● Task description
Read through the listing, and wherever a line holds the word "GenerationSettings", return it.

● Records to process

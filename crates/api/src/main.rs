//! Agent Hub API server.

use api::{AppState, Config};
use orchestrator::AgentHub;
use tracing::info;
use tracing_subscriber::EnvFilter;

#[tokio::main]
async fn main() -> Result<(), Box<dyn std::error::Error>> {
    // Load .env file if present
    let _ = dotenvy::dotenv();

    tracing_subscriber::fmt()
        .with_env_filter(EnvFilter::try_from_default_env().unwrap_or_else(|_| "info".into()))
        .init();

    // Load configuration
    let config = Config::from_env()?;
    info!(addr = %config.addr, storage = ?config.hub.storage, "Starting Agent Hub API");

    // Open storage, build the reply generator, seed the catalog
    let hub = AgentHub::from_config(&config.hub).await?;

    let app = api::app(AppState::new(hub));

    info!(addr = %config.addr, "Agent Hub API listening");
    let listener = tokio::net::TcpListener::bind(config.addr).await?;
    axum::serve(listener, app).await?;

    Ok(())
}
//! Demo agents for an empty catalog.

use brain_core::{ExampleDialogue, GenerationSettings, PromptConfig};
use tracing::info;

use crate::catalog::Catalog;
use crate::error::Result;
use crate::model::AgentDraft;

struct DemoAgent {
    name: &'static str,
    category: &'static str,
    icon: &'static str,
    price: f64,
    description: &'static str,
    system: &'static str,
    welcome: &'static str,
    example: (&'static str, &'static str),
}

const DEMO_AGENTS: &[DemoAgent] = &[
    DemoAgent {
        name: "Content Writer Pro",
        category: "Content Writing",
        icon: "Pen",
        price: 9.0,
        description: "Long-form articles and blog posts in your brand voice.",
        system: "You are an experienced content writer. Write clear, engaging long-form content.",
        welcome: "Tell me your topic and audience and I'll draft an outline.",
        example: ("Blog post about remote work", "Here's an outline: 1. The new normal..."),
    },
    DemoAgent {
        name: "Social Media Expert",
        category: "Social Media",
        icon: "MessageSquare",
        price: 7.0,
        description: "Posts, threads and captions tuned for each platform.",
        system: "You are a social media strategist. Write short, platform-appropriate posts.",
        welcome: "Which platform are we posting to today?",
        example: ("Launch post for our app", "Big news! Our app is live..."),
    },
    DemoAgent {
        name: "SEO Optimizer",
        category: "SEO",
        icon: "Search",
        price: 8.0,
        description: "Keyword research, meta descriptions and on-page suggestions.",
        system: "You are an SEO specialist. Suggest keywords and concise meta descriptions.",
        welcome: "",
        example: ("Meta description for a bakery", "Fresh bread baked daily in the heart of town."),
    },
    DemoAgent {
        name: "Email Marketing Pro",
        category: "Email Marketing",
        icon: "Mail",
        price: 6.0,
        description: "Subject lines and campaigns that get opened.",
        system: "You are an email marketer. Write subject lines and short campaign emails.",
        welcome: "Share your offer and I'll write the subject line first.",
        example: ("Subject line for a spring sale", "Spring into savings: 20% off everything"),
    },
    DemoAgent {
        name: "Tagline Pro",
        category: "Copywriting",
        icon: "Sparkles",
        price: 5.0,
        description: "Punchy taglines and slogans for products and brands.",
        system: "You are a copywriter who writes memorable taglines.",
        welcome: "What are we naming or selling?",
        example: ("Coffee shop", "Brewed for you."),
    },
];

/// Drafts for the demo agents.
pub fn demo_drafts() -> Vec<AgentDraft> {
    DEMO_AGENTS
        .iter()
        .map(|demo| AgentDraft {
            name: demo.name.to_string(),
            category: demo.category.to_string(),
            description: demo.description.to_string(),
            price: demo.price,
            icon: demo.icon.to_string(),
            prompt: PromptConfig {
                system: demo.system.to_string(),
                welcome: demo.welcome.to_string(),
                examples: vec![ExampleDialogue {
                    user: demo.example.0.to_string(),
                    agent: demo.example.1.to_string(),
                }],
            },
            settings: GenerationSettings::default(),
        })
        .collect()
}

/// Insert the demo agents if the catalog has no agents at all.
///
/// Returns how many agents were created.
pub async fn seed_catalog(catalog: &Catalog) -> Result<usize> {
    if !catalog.all().await?.is_empty() {
        return Ok(0);
    }

    let drafts = demo_drafts();
    for draft in &drafts {
        catalog.create(draft).await?;
    }
    info!("Seeded catalog with {} demo agents", drafts.len());
    Ok(drafts.len())
}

● Solution below
use brain_core::{ExampleDialogue, GenerationSettings, PromptConfig};
            settings: GenerationSettings::default(),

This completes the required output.